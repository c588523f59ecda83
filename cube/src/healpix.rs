//! Equal-area, iso-latitude tessellation of the sphere.
//!
//! This is the [HEALPix] scheme of Górski et al. ([2005][G05]) in its RING
//! ordering: the sphere is cut into `12 × nside²` pixels of identical area,
//! whose centres sit on `4 × nside - 1` rings of constant latitude. Pixels are
//! numbered from the north pole eastwards along each ring, ring after ring,
//! down to the south pole.
//!
//! The same tessellation is used for the ground (where transmitters are
//! binned) and for the sky above it (where the satellite is placed), so a
//! pixel id means "this patch of Earth" and "the point in orbit right above
//! it" at the same time.
//!
//! Pixel arithmetic (centres and position lookup) comes from `scorus`. This
//! module adds the precomputed centre tables the pipeline reads on every
//! query, and the spherical cap ("disc") query, scanning only the rings whose
//! latitude overlaps the cap.
//!
//! [HEALPix]: https://healpix.sourceforge.io/
//! [G05]: https://doi.org/10.1086/427976

use crate::error::{Error, Result};
use scorus::coordinates::SphCoord;
use scorus::healpix::pix::{ang2pix_ring, pix2ang_ring};
use scorus::healpix::utils::nside2npix;
use std::f64::consts::PI;
use std::ops::Range;

/// Largest nside whose pixel count still fits comfortably in 64-bit ids.
const MAX_NSIDE: i64 = 1 << 29;

/// Slack on ring selection during disc queries, to absorb rounding.
const RING_SLACK: f64 = 1e-12;

/// A unit vector in Earth-centred Cartesian coordinates.
pub type Vec3 = [f64; 3];

/// One tessellation of the sphere, with pixel centres precomputed.
#[derive(Clone, Debug, PartialEq)]
pub struct Tessellation {
    nside: usize,

    /// Pixel centre longitudes, degrees in `[0, 360)`.
    longitudes: Vec<f64>,

    /// Pixel centre co-latitudes, degrees in `(0, 180)`.
    colatitudes: Vec<f64>,

    vectors: Vec<Vec3>,

    /// Pixel id ranges of the iso-latitude rings, north to south, with the
    /// ring co-latitude in radians.
    rings: Vec<(Range<usize>, f64)>,
}

impl Tessellation {
    /// Builds the tessellation for a resolution parameter.
    ///
    /// `nside` must be a power of two between 1 and 2²⁹.
    pub fn new(nside: i64) -> Result<Self> {
        if nside <= 0 || nside > MAX_NSIDE || nside & (nside - 1) != 0 {
            return Err(Error::InvalidResolution(nside));
        }

        let nside = nside as usize;
        let npix = nside2npix(nside);
        let mut longitudes = Vec::with_capacity(npix);
        let mut colatitudes = Vec::with_capacity(npix);
        let mut vectors = Vec::with_capacity(npix);
        let mut rings: Vec<(Range<usize>, f64)> = Vec::with_capacity(4 * nside - 1);

        for pix in 0..npix {
            let centre: SphCoord<f64> = pix2ang_ring(nside, pix);
            longitudes.push(centre.az.to_degrees());
            colatitudes.push(centre.pol.to_degrees());
            vectors.push(angle_to_vector(centre.pol, centre.az));

            // RING ordering: a ring is a run of pixels sharing one co-latitude
            match rings.last_mut() {
                Some((range, theta)) if *theta == centre.pol => range.end = pix + 1,
                _ => rings.push((pix..pix + 1, centre.pol)),
            }
        }

        Ok(Self {
            nside,
            longitudes,
            colatitudes,
            vectors,
            rings,
        })
    }

    /// Resolution parameter.
    pub fn nside(&self) -> u64 {
        self.nside as u64
    }

    /// Number of pixels, `12 × nside²`.
    pub fn pixel_count(&self) -> usize {
        self.vectors.len()
    }

    /// Pixel ids, the contiguous range `0..pixel_count`.
    pub fn pixel_ids(&self) -> Range<usize> {
        0..self.pixel_count()
    }

    /// Longitudes of the pixel centres in degrees, indexed by pixel id.
    pub fn longitudes(&self) -> &[f64] {
        &self.longitudes
    }

    /// Co-latitudes of the pixel centres in degrees, indexed by pixel id.
    pub fn colatitudes(&self) -> &[f64] {
        &self.colatitudes
    }

    /// Unit vector through the centre of a pixel.
    ///
    /// Panics if `pixel` is not a valid id.
    pub fn vector(&self, pixel: usize) -> Vec3 {
        self.vectors[pixel]
    }

    /// Pixel containing the direction given by co-latitude `theta` and
    /// longitude `phi`, both in radians.
    pub fn angle_to_pixel(&self, theta: f64, phi: f64) -> usize {
        let theta = theta.max(0.0).min(PI);
        let phi = phi.rem_euclid(2.0 * PI);
        ang2pix_ring(self.nside, SphCoord::new(theta, phi))
    }

    /// Pixel containing a geographic position given in degrees.
    pub fn lonlat_to_pixel(&self, longitude: f64, latitude: f64) -> usize {
        self.angle_to_pixel((90.0 - latitude).to_radians(), longitude.to_radians())
    }

    /// Pixels whose centres lie within `radius` radians of `center`.
    ///
    /// The centre vector need not be normalised. Results are in ascending
    /// pixel order.
    pub fn query_disc(&self, center: Vec3, radius: f64) -> Vec<usize> {
        if radius >= PI {
            return self.pixel_ids().collect();
        }

        let norm = (center[0].powi(2) + center[1].powi(2) + center[2].powi(2)).sqrt();
        let center = [center[0] / norm, center[1] / norm, center[2] / norm];
        let theta0 = center[2].max(-1.0).min(1.0).acos();
        let lowest = theta0 - radius - RING_SLACK;
        let highest = theta0 + radius + RING_SLACK;
        let cos_radius = radius.cos();

        let mut pixels = Vec::new();
        for (range, theta) in &self.rings {
            if *theta < lowest || *theta > highest {
                continue;
            }

            pixels.extend(range.clone().filter(|&pix| {
                let v = &self.vectors[pix];
                v[0] * center[0] + v[1] * center[1] + v[2] * center[2] >= cos_radius
            }));
        }

        pixels
    }
}

/// Unit vector for co-latitude `theta` and longitude `phi`, in radians.
pub fn angle_to_vector(theta: f64, phi: f64) -> Vec3 {
    let sin_theta = theta.sin();
    [sin_theta * phi.cos(), sin_theta * phi.sin(), theta.cos()]
}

⁂

Only an exact reproduction of the lines from the one with "let phi = phi.rem_euclid(2.0 * PI);" to the end of the listing is expected.

** WORKED SOLUTION **
        let phi = phi.rem_euclid(2.0 * PI);
        ang2pix_ring(self.nside, SphCoord::new(theta, phi))
    }

    /// Pixel containing a geographic position given in degrees.
    pub fn lonlat_to_pixel(&self, longitude: f64, latitude: f64) -> usize {
        self.angle_to_pixel((90.0 - latitude).to_radians(), longitude.to_radians())
    }

    /// Pixels whose centres lie within `radius` radians of `center`.
    ///
    /// The centre vector need not be normalised. Results are in ascending
    /// pixel order.
    pub fn query_disc(&self, center: Vec3, radius: f64) -> Vec<usize> {
        if radius >= PI {
            return self.pixel_ids().collect();
        }

        let norm = (center[0].powi(2) + center[1].powi(2) + center[2].powi(2)).sqrt();
        let center = [center[0] / norm, center[1] / norm, center[2] / norm];
        let theta0 = center[2].max(-1.0).min(1.0).acos();
        let lowest = theta0 - radius - RING_SLACK;
        let highest = theta0 + radius + RING_SLACK;
        let cos_radius = radius.cos();

        let mut pixels = Vec::new();
        for (range, theta) in &self.rings {
            if *theta < lowest || *theta > highest {
                continue;
            }

            pixels.extend(range.clone().filter(|&pix| {
                let v = &self.vectors[pix];
                v[0] * center[0] + v[1] * center[1] + v[2] * center[2] >= cos_radius
            }));
        }

        pixels
    }
}

/// Unit vector for co-latitude `theta` and longitude `phi`, in radians.
pub fn angle_to_vector(theta: f64, phi: f64) -> Vec3 {
    let sin_theta = theta.sin();
    [sin_theta * phi.cos(), sin_theta * phi.sin(), theta.cos()]
}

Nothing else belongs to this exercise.